*** MATERIAL PROVIDED Section Begins ***

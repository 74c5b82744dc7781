#![allow(deprecated)]
use assert_cmd::Command;
use predicates::prelude::*;
use tempfile::TempDir;

fn lowcode(dir: &TempDir) -> Command {
    let mut cmd = Command::cargo_bin("lowcode").unwrap();
    cmd.current_dir(dir.path())
        .env("LOWCODE_ROOT", dir.path())
        .env_remove("RUST_LOG");
    cmd
}

fn init_app(dir: &TempDir, base_url: &str) {
    lowcode(dir)
        .args(["init", "--app-id", "app1", "--base-url", base_url])
        .assert()
        .success();
}

fn write_descriptor(dir: &TempDir, file: &str, body: &str) -> String {
    let path = dir.path().join(file);
    std::fs::write(&path, body).unwrap();
    path.display().to_string()
}

const REST_ACTION: &str = r#"
actionId: a1
resourceId: r1
actionType: restapi
displayName: getUsers
actionTemplate:
  url: /users
  headers:
    - [X, "1"]
"#;

fn add_rest_action(dir: &TempDir) {
    let file = write_descriptor(dir, "a1.yaml", REST_ACTION);
    lowcode(dir).args(["action", "add", &file]).assert().success();
}

fn state_yaml(dir: &TempDir) -> serde_yaml::Value {
    let data = std::fs::read_to_string(dir.path().join(".lowcode/state.yaml")).unwrap();
    serde_yaml::from_str(&data).unwrap()
}

// ---------------------------------------------------------------------------
// lowcode init
// ---------------------------------------------------------------------------

#[test]
fn init_creates_config_and_state() {
    let dir = TempDir::new().unwrap();
    init_app(&dir, "http://localhost:9/api");

    assert!(dir.path().join(".lowcode/config.yaml").exists());
    assert!(dir.path().join(".lowcode/state.yaml").exists());

    let config = std::fs::read_to_string(dir.path().join(".lowcode/config.yaml")).unwrap();
    assert!(config.contains("app_id: app1"));
    assert!(config.contains("http://localhost:9/api"));
}

#[test]
fn init_is_idempotent() {
    let dir = TempDir::new().unwrap();
    init_app(&dir, "http://localhost:9/api");
    lowcode(&dir)
        .args(["init", "--app-id", "app1"])
        .assert()
        .success()
        .stdout(predicate::str::contains("exists:"));
}

#[test]
fn commands_before_init_fail() {
    let dir = TempDir::new().unwrap();
    lowcode(&dir)
        .args(["action", "list"])
        .assert()
        .failure()
        .stderr(predicate::str::contains("not initialized"));
}

// ---------------------------------------------------------------------------
// lowcode action
// ---------------------------------------------------------------------------

#[test]
fn action_add_and_list() {
    let dir = TempDir::new().unwrap();
    init_app(&dir, "http://localhost:9/api");
    add_rest_action(&dir);

    lowcode(&dir)
        .args(["action", "list"])
        .assert()
        .success()
        .stdout(predicate::str::contains("getUsers"))
        .stdout(predicate::str::contains("restapi"));
}

#[test]
fn action_add_duplicate_name_fails() {
    let dir = TempDir::new().unwrap();
    init_app(&dir, "http://localhost:9/api");
    add_rest_action(&dir);

    let file = write_descriptor(
        &dir,
        "dup.yaml",
        "actionType: mysql\ndisplayName: getUsers\n",
    );
    lowcode(&dir)
        .args(["action", "add", &file])
        .assert()
        .failure()
        .stderr(predicate::str::contains("display name already in use"));
}

#[test]
fn action_add_invalid_descriptor_fails() {
    let dir = TempDir::new().unwrap();
    init_app(&dir, "http://localhost:9/api");
    let file = write_descriptor(&dir, "bad.yaml", "resourceId: r1\n");
    lowcode(&dir)
        .args(["action", "add", &file])
        .assert()
        .failure()
        .stderr(predicate::str::contains("invalid action descriptor"));
}

#[test]
fn action_add_rejects_path_like_id() {
    let dir = TempDir::new().unwrap();
    init_app(&dir, "http://localhost:9/api");
    let file = write_descriptor(
        &dir,
        "bad-id.yaml",
        "actionId: ../admin\nactionType: restapi\ndisplayName: sneaky\n",
    );
    lowcode(&dir)
        .args(["action", "add", &file])
        .assert()
        .failure()
        .stderr(predicate::str::contains("invalid action id"));
    assert!(state_yaml(&dir)["actions"].as_sequence().unwrap().is_empty());
}

#[test]
fn action_update_rename_and_stale_rename() {
    let dir = TempDir::new().unwrap();
    init_app(&dir, "http://localhost:9/api");
    add_rest_action(&dir);

    let renamed = write_descriptor(
        &dir,
        "renamed.yaml",
        &REST_ACTION.replace("getUsers", "listUsers"),
    );
    lowcode(&dir)
        .args(["action", "update", "a1", &renamed, "--old-display-name", "wrong"])
        .assert()
        .failure()
        .stderr(predicate::str::contains("stale rename"));

    lowcode(&dir)
        .args(["action", "update", "getUsers", &renamed, "--old-display-name", "getUsers"])
        .assert()
        .success();

    lowcode(&dir)
        .args(["action", "show", "a1"])
        .assert()
        .success()
        .stdout(predicate::str::contains("listUsers"));
}

#[test]
fn action_duplicate_select_delete() {
    let dir = TempDir::new().unwrap();
    init_app(&dir, "http://localhost:9/api");
    add_rest_action(&dir);

    let output = lowcode(&dir)
        .args(["action", "duplicate", "a1", "--json"])
        .assert()
        .success()
        .get_output()
        .stdout
        .clone();
    let copy: serde_json::Value = serde_json::from_slice(&output).unwrap();
    assert_eq!(copy["displayName"], "getUsers_copy");
    assert_ne!(copy["actionId"], "a1");

    lowcode(&dir).args(["action", "select", "a1"]).assert().success();
    assert_eq!(state_yaml(&dir)["selected"].as_str(), Some("a1"));

    lowcode(&dir).args(["action", "delete", "a1"]).assert().success();
    let state = state_yaml(&dir);
    assert!(state["selected"].is_null());
    assert_eq!(state["actions"].as_sequence().unwrap().len(), 1);

    lowcode(&dir)
        .args(["action", "show", "a1"])
        .assert()
        .failure()
        .stderr(predicate::str::contains("action not found"));
}

// ---------------------------------------------------------------------------
// lowcode run / result
// ---------------------------------------------------------------------------

#[test]
fn run_success_persists_result_and_template() {
    let mut server = mockito::Server::new();
    let mock = server
        .mock("POST", "/apps/app1/actions/a1/run")
        .match_header("x-request-id", mockito::Matcher::Any)
        .match_body(mockito::Matcher::PartialJson(serde_json::json!({
            "resourceId": "r1",
            "displayName": "getUsers",
        })))
        .with_status(200)
        .with_body(r#"{"users":[1,2]}"#)
        .create();

    let dir = TempDir::new().unwrap();
    init_app(&dir, &server.url());
    add_rest_action(&dir);

    lowcode(&dir)
        .args(["run", "getUsers"])
        .assert()
        .success()
        .stdout(predicate::str::contains("getUsers: 200"));
    mock.assert();

    let state = state_yaml(&dir);
    let result = &state["results"]["a1"];
    assert_eq!(result["error"].as_bool(), Some(false));
    assert_eq!(result["data"]["users"][1].as_u64(), Some(2));
    assert_eq!(result["rawData"], result["data"]);
    let template = &state["actions"][0]["actionTemplate"];
    assert_eq!(template["rawData"]["users"][0].as_u64(), Some(1));
    assert_eq!(template["url"].as_str(), Some("/users"));

    lowcode(&dir)
        .args(["result", "show", "a1"])
        .assert()
        .success()
        .stdout(predicate::str::contains("Status:   ok"));
}

#[test]
fn run_failure_stores_error_and_exits_nonzero() {
    let mut server = mockito::Server::new();
    server
        .mock("POST", "/apps/app1/actions/a1/run")
        .with_status(500)
        .with_body(r#"{"message":"bad"}"#)
        .create();

    let dir = TempDir::new().unwrap();
    init_app(&dir, &server.url());
    add_rest_action(&dir);

    lowcode(&dir)
        .args(["run", "a1"])
        .assert()
        .failure()
        .stderr(predicate::str::contains("getUsers: bad"));

    let output = lowcode(&dir)
        .args(["result", "show", "a1", "--json"])
        .assert()
        .success()
        .get_output()
        .stdout
        .clone();
    let result: serde_json::Value = serde_json::from_slice(&output).unwrap();
    assert_eq!(result["error"], true);
    assert_eq!(result["data"]["message"], "bad");
}

#[test]
fn run_crash_leaves_state_untouched() {
    // Nothing listens on port 9 (discard) in the test environment.
    let dir = TempDir::new().unwrap();
    init_app(&dir, "http://127.0.0.1:9/api");
    add_rest_action(&dir);
    let before = std::fs::read_to_string(dir.path().join(".lowcode/state.yaml")).unwrap();

    lowcode(&dir)
        .args(["run", "a1"])
        .assert()
        .failure()
        .stderr(predicate::str::contains("crashed"));

    let after = std::fs::read_to_string(dir.path().join(".lowcode/state.yaml")).unwrap();
    assert_eq!(before, after);

    lowcode(&dir)
        .args(["result", "show", "a1"])
        .assert()
        .failure()
        .stderr(predicate::str::contains("has not been run yet"));
}

#[test]
fn run_transformer_stores_placeholder() {
    let dir = TempDir::new().unwrap();
    init_app(&dir, "http://127.0.0.1:9/api");
    let file = write_descriptor(
        &dir,
        "t.yaml",
        "actionId: t1\nactionType: transformer\ndisplayName: shape\n",
    );
    lowcode(&dir).args(["action", "add", &file]).assert().success();

    let output = lowcode(&dir)
        .args(["run", "shape", "--json"])
        .assert()
        .success()
        .get_output()
        .stdout
        .clone();
    let json: serde_json::Value = serde_json::from_slice(&output).unwrap();
    assert_eq!(json["outcome"], "transformer_pending");
    assert_eq!(json["result"]["data"], serde_json::json!({}));
}

// ---------------------------------------------------------------------------
// lowcode config validate
// ---------------------------------------------------------------------------

#[test]
fn config_validate_passes_for_fresh_app() {
    let dir = TempDir::new().unwrap();
    init_app(&dir, "http://localhost:9/api");
    lowcode(&dir)
        .args(["config", "validate"])
        .assert()
        .success()
        .stdout(predicate::str::contains("Config is valid"));
}

#[test]
fn config_validate_rejects_bad_base_url() {
    let dir = TempDir::new().unwrap();
    init_app(&dir, "ftp://example.com");
    lowcode(&dir)
        .args(["config", "validate"])
        .assert()
        .failure()
        .stdout(predicate::str::contains("must start with http"));

    add_rest_action(&dir);
    lowcode(&dir)
        .args(["run", "a1"])
        .assert()
        .failure()
        .stderr(predicate::str::contains("invalid config"));
}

*** MATERIAL PROVIDED Section Ends ***

▸ WHAT YOU ARE ASKED TO DO:
If a line of the records above contains the word "copy", count it; give only the total.

▸ TASK SOLUTION:
3